Process flow schematic for SARS-CoV-2 endpoint PCR (ePCR) workflow. Samples were purified using the Thermo Fisher Scientific MagMAX Viral Pathogen II kit and re-formatted from 96-deep-well to 384-well ANSI/SLAS microplates to prepare for assay build-in the Nexar Liquid handler 384-well Array Tape (AT). In parallel, PCR Master Mix (MMIX) was prepared and underwent a gravimetric quality control step before release for a run on the Nexar liquid handler. In practice, a run on the LGC ePCR High-throughput screening platform consisted of several (up to 16) 384-well microplates and a batch of PCR MMIX sufficient for all PCR reactions. The Nexar liquid handler first transfers samples with a 384-tip Dispense Pipet (DP) from the 384-well microplates to the AT before adding MMIX to each well of the tape with a Dispense Jet (DJ). The AT was then sealed, and reverse transcription and thermal cycling were conducted in a Hydrocycler² (HC2) automated water bath. After the PCR reaction was completed, the Araya read the fluorescence of each well of the AT. Collected FAM (SARS-CoV-2 N1 and N2 targets) and VIC (human RNase P target) fluorescence data were normalized to ROX loading control and formed distinct clusters when plotted.
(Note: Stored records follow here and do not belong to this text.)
//! # Trace Capture
//!
//! Runs the external capture tool while the probes are live:
//!
//! ```text
//! trace-cmd record -e kprobes:<id> ... -n <noise> ... <passthrough...>
//! ```
//!
//! The tool runs in the foreground. Ctrl+C stops the capture, not linetrace:
//! the interrupt is forwarded to the tool, its exit is awaited, and the probes
//! are torn down as after a normal run. A tool that dies from SIGINT on its
//! own counts as interrupted too, since a terminal Ctrl+C reaches both.

use log::{info, warn};
use std::collections::HashSet;
use std::os::unix::process::ExitStatusExt;
use std::process::ExitStatus;
use tokio::process::Command;
use tokio::runtime::Handle;

use crate::domain::{InstalledProbe, SessionError};
use crate::interrupt::{Interrupt, InterruptHandler};
use crate::session::{ProbeControl, ProbeFailure, ProbeSession, TeardownReport, KPROBE_GROUP};

/// Default capture tool
pub const DEFAULT_TOOL: &str = "trace-cmd";

/// Interrupt and softirq entry points that flood a capture on each architecture
#[must_use]
pub fn noise_functions(arch: &str) -> &'static [&'static str] {
    match arch {
        "x86_64" => &[
            "__sysvec_apic_timer_interrupt",
            "sysvec_apic_timer_interrupt",
            "asm_sysvec_apic_timer_interrupt",
            "irq_enter_rcu",
            "irq_exit_rcu",
            "__do_softirq",
        ],
        "aarch64" => &[
            "gic_handle_irq",
            "el1_interrupt",
            "irq_enter_rcu",
            "irq_exit_rcu",
            "__do_softirq",
        ],
        _ => &[],
    }
}

/// Noise functions for `arch` that the running kernel can actually filter
#[must_use]
pub fn eligible_noise(arch: &str, eligible: &HashSet<String>) -> Vec<String> {
    noise_functions(arch)
        .iter()
        .filter(|name| eligible.contains(**name))
        .map(|name| (*name).to_string())
        .collect()
}

/// Arguments for `trace-cmd`: subcommand, event selectors, exclusions, passthrough
#[must_use]
pub fn capture_command_args(
    probes: &[InstalledProbe],
    noise: &[String],
    passthrough: &[String],
) -> Vec<String> {
    let mut args = vec!["record".to_string()];
    for probe in probes {
        args.push("-e".to_string());
        args.push(format!("{KPROBE_GROUP}:{}", probe.identifier()));
    }
    for function in noise {
        args.push("-n".to_string());
        args.push(function.clone());
    }
    args.extend(passthrough.iter().cloned());
    args
}

/// How a capture ended, when it did not fail
#[derive(Debug, Clone, Copy, PartialEq, Eq)]
pub enum CaptureStatus {
    Completed,
    Interrupted,
}

/// Something that records trace events for a set of live probes
pub trait CaptureRunner {
    /// Block until the capture ends
    ///
    /// # Errors
    /// Returns an error if the capture could not run or exited unsuccessfully
    fn run(&mut self, probes: &[InstalledProbe]) -> Result<CaptureStatus, SessionError>;
}

/// `trace-cmd record` as a foreground child process
#[derive(Debug, Clone)]
pub struct TraceCmd {
    pub program: String,
    pub noise: Vec<String>,
    pub passthrough: Vec<String>,
    runtime: Handle,
    interrupt: Interrupt,
}

impl TraceCmd {
    /// A runner driven by `handler`'s runtime and stopped by its interrupt flag
    #[must_use]
    pub fn new(
        program: impl Into<String>,
        noise: Vec<String>,
        passthrough: Vec<String>,
        handler: &InterruptHandler,
    ) -> Self {
        Self {
            program: program.into(),
            noise,
            passthrough,
            runtime: handler.handle().clone(),
            interrupt: handler.interrupt(),
        }
    }

    fn spawn_error(&self, source: std::io::Error) -> SessionError {
        SessionError::CaptureSpawn {
            program: self.program.clone(),
            source,
        }
    }

    fn exit_status(&self, status: ExitStatus) -> Result<CaptureStatus, SessionError> {
        if status.success() {
            Ok(CaptureStatus::Completed)
        } else if status.signal() == Some(libc::SIGINT) {
            info!("{} stopped by SIGINT", self.program);
            Ok(CaptureStatus::Interrupted)
        } else {
            Err(SessionError::CaptureFailed {
                program: self.program.clone(),
                status,
            })
        }
    }

    async fn record(&self, args: Vec<String>) -> Result<CaptureStatus, SessionError> {
        let mut child = Command::new(&self.program)
            .args(&args)
            .spawn()
            .map_err(|e| self.spawn_error(e))?;
        let mut interrupt = self.interrupt.clone();

        tokio::select! {
            biased;

            () = interrupt.wait() => {
                info!("Interrupted, waiting for {} to finish", self.program);
                if let Some(pid) = child.id() {
                    forward_interrupt(pid);
                }
                if let Err(e) = child.wait().await {
                    warn!("Failed to wait for {}: {e}", self.program);
                }
                Ok(CaptureStatus::Interrupted)
            }
            status = child.wait() => {
                let status = status.map_err(|e| self.spawn_error(e))?;
                self.exit_status(status)
            }
        }
    }
}

impl CaptureRunner for TraceCmd {
    fn run(&mut self, probes: &[InstalledProbe]) -> Result<CaptureStatus, SessionError> {
        let args = capture_command_args(probes, &self.noise, &self.passthrough);
        info!("Running {} {}", self.program, args.join(" "));
        self.runtime.block_on(self.record(args))
    }
}

/// Pass SIGINT on to the capture tool
///
/// A terminal Ctrl+C already reaches the whole foreground process group; this
/// covers an interrupt sent to linetrace alone.
#[allow(unsafe_code)]
fn forward_interrupt(pid: u32) {
    let Ok(pid) = libc::pid_t::try_from(pid) else {
        return;
    };
    // SAFETY: kill(2) has no memory-safety preconditions
    if unsafe { libc::kill(pid, libc::SIGINT) } != 0 {
        let error = std::io::Error::last_os_error();
        warn!("Failed to forward SIGINT to {pid}: {error}");
    }
}

/// Everything that happened between install and teardown
#[derive(Debug)]
pub struct SessionOutcome {
    pub enable_failures: Vec<ProbeFailure>,
    pub capture: Result<CaptureStatus, SessionError>,
    pub teardown: TeardownReport,
}

/// Enable the installed probes, run the capture, then tear every probe down
///
/// An interrupt raised before the capture starts skips it and goes straight
/// to teardown. Teardown happens whatever the capture returns; if the runner
/// panics the session's `Drop` performs it during unwinding.
pub fn run_capture_session<C, R>(
    mut session: ProbeSession<C>,
    runner: &mut R,
    interrupt: &Interrupt,
) -> SessionOutcome
where
    C: ProbeControl,
    R: CaptureRunner + ?Sized,
{
    let enable_failures = session.enable_until(|| interrupt.is_set());
    let capture = if interrupt.is_set() {
        info!("Interrupted before capture started");
        Ok(CaptureStatus::Interrupted)
    } else {
        runner.run(session.installed())
    };
    let teardown = session.teardown();
    SessionOutcome {
        enable_failures,
        capture,
        teardown,
    }
}
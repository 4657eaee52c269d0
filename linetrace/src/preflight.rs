//! Pre-flight checks for linetrace
//!
//! Validates system requirements before any probe is defined, with clear,
//! actionable messages when they aren't met.

#![allow(unsafe_code)] // geteuid() requires unsafe

use anyhow::{bail, Context, Result};
use object::read::ReadCache;
use object::{Object, ObjectSection};
use std::fs::File;
use std::path::{Path, PathBuf};

use crate::config::Config;

/// Run every check that applies to this configuration
///
/// A dry run only reads the debug image, so it needs neither root nor tracefs.
///
/// # Errors
/// Returns the first unmet requirement
pub fn run_preflight_checks(config: &Config) -> Result<()> {
    check_debug_image(&config.vmlinux)?;
    if !config.dry_run {
        check_privileges()?;
        check_tracefs(config.tracefs.as_deref())?;
    }
    Ok(())
}

/// Defining kprobes requires root
fn check_privileges() -> Result<()> {
    if unsafe { libc::geteuid() } == 0 {
        return Ok(());
    }

    bail!(
        "Permission denied: linetrace requires root privileges to define kprobes.\n\n\
         Run with: sudo linetrace ...\n\
         Or list the probes without installing them: linetrace --dry-run ..."
    );
}

/// Tracefs must be mounted and expose the kprobe interface
fn check_tracefs(tracefs: Option<&Path>) -> Result<PathBuf> {
    let Some(root) = tracefs else {
        bail!(
            "No tracefs mount found.\n\n\
             Mount it with: mount -t tracefs nodev /sys/kernel/tracing\n\
             or pass its location with --tracefs"
        );
    };
    if !root.join("kprobe_events").exists() {
        bail!(
            "{} has no kprobe_events.\n\n\
             Is this a tracefs mount? Is the kernel built with CONFIG_KPROBE_EVENTS?",
            root.display()
        );
    }
    Ok(root.to_path_buf())
}

/// The image must be a readable file carrying DWARF
fn check_debug_image(path: &Path) -> Result<()> {
    if !path.exists() {
        bail!(
            "Kernel image not found: {}\n\n\
             Make sure the path is correct and the kernel debug symbols are installed.",
            path.display()
        );
    }
    if !path.is_file() {
        bail!(
            "Not a file: {}\n\n\
             --vmlinux must point to an uncompressed kernel image, not a directory.",
            path.display()
        );
    }

    // Only the ELF and section headers are read, not the whole image
    let file = File::open(path)
        .with_context(|| format!("Failed to open kernel image: {}", path.display()))?;
    let cache = ReadCache::new(file);
    let Ok(obj) = object::File::parse(&cache) else {
        bail!(
            "Not an ELF image: {}\n\n\
             Compressed images (vmlinuz) carry no debug info; \
             use the vmlinux from the debug package.",
            path.display()
        );
    };

    if !obj.section_by_name(".debug_info").is_some_and(|s| s.size() > 0) {
        bail!(
            "No DWARF debug info in {}\n\n\
             The image is stripped; use the vmlinux from the kernel debug symbols package.",
            path.display()
        );
    }

    Ok(())
}
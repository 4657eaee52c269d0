//! # Ctrl+C Handling
//!
//! The SIGINT handler is installed before the first probe is defined and stays
//! installed until linetrace exits, so an interrupt at any point after that
//! ends in teardown instead of killing the process with probes left behind.
//!
//! ```text
//! SIGINT ──▶ signal task ──▶ watch<bool> = true ──▶ install / enable loops stop
//!                                                └─▶ capture forwards SIGINT to the tool
//! ```

use log::info;
use std::io;
use tokio::runtime::{Builder, Handle, Runtime};
use tokio::signal::unix::{signal, SignalKind};
use tokio::sync::watch;

/// Read side of the interrupt flag
#[derive(Debug, Clone)]
pub struct Interrupt {
    rx: watch::Receiver<bool>,
}

impl Interrupt {
    /// A flag that is never raised
    #[must_use]
    pub fn never() -> Self {
        let (_tx, rx) = watch::channel(false);
        Self { rx }
    }

    /// A flag that is already raised
    #[cfg(test)]
    pub(crate) fn raised() -> Self {
        let (tx, rx) = watch::channel(false);
        tx.send_replace(true);
        Self { rx }
    }

    #[must_use]
    pub fn is_set(&self) -> bool {
        *self.rx.borrow()
    }

    /// Resolve once the flag is raised, immediately if it already is
    pub async fn wait(&mut self) {
        if self.rx.wait_for(|set| *set).await.is_err() {
            // Sender gone without an interrupt: nothing will ever raise it
            std::future::pending::<()>().await;
        }
    }
}

/// Owns the runtime whose signal task listens for SIGINT
pub struct InterruptHandler {
    runtime: Runtime,
    interrupt: Interrupt,
}

impl InterruptHandler {
    /// Replace the default SIGINT action with the interrupt flag
    ///
    /// # Errors
    /// Returns an error if the runtime or the signal handler cannot be set up
    pub fn install() -> io::Result<Self> {
        let runtime = Builder::new_multi_thread()
            .worker_threads(1)
            .enable_all()
            .build()?;

        // Registered here, not on first poll
        let mut sigint = {
            let _guard = runtime.enter();
            signal(SignalKind::interrupt())?
        };

        let (tx, rx) = watch::channel(false);
        runtime.spawn(async move {
            while sigint.recv().await.is_some() {
                info!("Interrupt received");
                tx.send_replace(true);
            }
        });

        Ok(Self {
            runtime,
            interrupt: Interrupt { rx },
        })
    }

    #[must_use]
    pub fn interrupt(&self) -> Interrupt {
        self.interrupt.clone()
    }

    #[must_use]
    pub fn is_interrupted(&self) -> bool {
        self.interrupt.is_set()
    }

    pub fn handle(&self) -> &Handle {
        self.runtime.handle()
    }
}

#[cfg(test)]
mod tests {
    use super::*;

    #[test]
    fn test_never_is_not_set() {
        assert!(!Interrupt::never().is_set());
        assert!(Interrupt::raised().is_set());
    }

    #[test]
    fn test_wait_returns_once_raised() {
        let (tx, rx) = watch::channel(false);
        let mut interrupt = Interrupt { rx };
        tx.send_replace(true);

        let runtime = Builder::new_current_thread().build().unwrap();
        runtime.block_on(interrupt.wait());

        assert!(interrupt.is_set());
    }
}
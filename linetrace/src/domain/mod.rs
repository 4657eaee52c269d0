//! Domain model for linetrace
//!
//! This module contains core domain types and errors that provide:
//! - Shared function identity across fragmented address ranges
//! - Probe descriptors in kernel probe syntax
//! - Structured error handling

pub mod errors;
pub mod types;

// Re-export common types for convenience
pub use types::{Function, FunctionId, FunctionRange, InstalledProbe, ProbeDescriptor};

pub use errors::{BuildError, SessionError};
//! Command-line interface for linetrace

pub mod args;

pub use args::Args;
The upper cluster in the FAM/ROX plot (green) was scored as SARS-CoV-2 detected, and occurs when both N1 and N2 targets amplify. The middle cluster, scored as Inconclusive or “Positive at Limit of Detection (PLOD),” refer to main text for further detail. The lower cluster was scored as SARS-CoV-2 Not Detected, corresponding with neither N1 nor N2 amplifying. The VIC/ROX plot (yellow) clusters into only two groups, scored as RNase P Detected, or RNase P Not Detected. (For interpretation of the references to color in this figure legend, the reader is referred to the web version of this article.)